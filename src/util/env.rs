//! Environment helpers: centralized dotenv loading and ergonomic getters.
//! Call `init_env()` once early in each binary (or rely on lazy Once).
use std::str::FromStr;
use std::sync::Once;

static INIT: Once = Once::new();

/// Load .env exactly once. Safe to call many times.
pub fn init_env() {
    INIT.call_once(|| {
        let _ = dotenv::dotenv();
    });
}

/// Get required env var; error if missing.
pub fn env_req(key: &str) -> anyhow::Result<String> {
    init_env();
    std::env::var(key).map_err(|_| anyhow::anyhow!("missing env var {key}"))
}

/// Get optional env var (None if unset or empty).
pub fn env_opt(key: &str) -> Option<String> {
    init_env();
    match std::env::var(key) {
        Ok(v) if !v.trim().is_empty() => Some(v),
        _ => None,
    }
}

/// Get parsed value with default fallback.
pub fn env_parse<T>(key: &str, default: T) -> T
where
    T: FromStr + Clone,
{
    init_env();
    match std::env::var(key) {
        Ok(raw) => raw.parse::<T>().unwrap_or(default),
        Err(_) => default,
    }
}

/// Boolean flag; accepts 1/true/on/yes (case-insensitive) as true.
pub fn env_flag(key: &str, default: bool) -> bool {
    init_env();
    match std::env::var(key) {
        Ok(raw) => {
            let v = raw.trim().to_ascii_lowercase();
            matches!(v.as_str(), "1" | "true" | "on" | "yes")
        }
        Err(_) => default,
    }
}

/// Database URL for the product store (specific -> generic). Returns the
/// first one found.
pub fn db_url() -> anyhow::Result<String> {
    init_env();
    if let Some(v) = env_opt("CATALOG_DB_URL") {
        return Ok(v);
    }
    if let Some(v) = env_opt("DATABASE_URL") {
        return Ok(v);
    }
    Err(anyhow::anyhow!(
        "no database URL configured; set CATALOG_DB_URL or DATABASE_URL"
    ))
}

++++

EXERCISE DIRECTIONS =
Where a line in the material above holds "String", copy that line.

ANSWER TO THIS EXERCISE =
pub fn env_req(key: &str) -> anyhow::Result<String> {
pub fn env_opt(key: &str) -> Option<String> {
pub fn db_url() -> anyhow::Result<String> {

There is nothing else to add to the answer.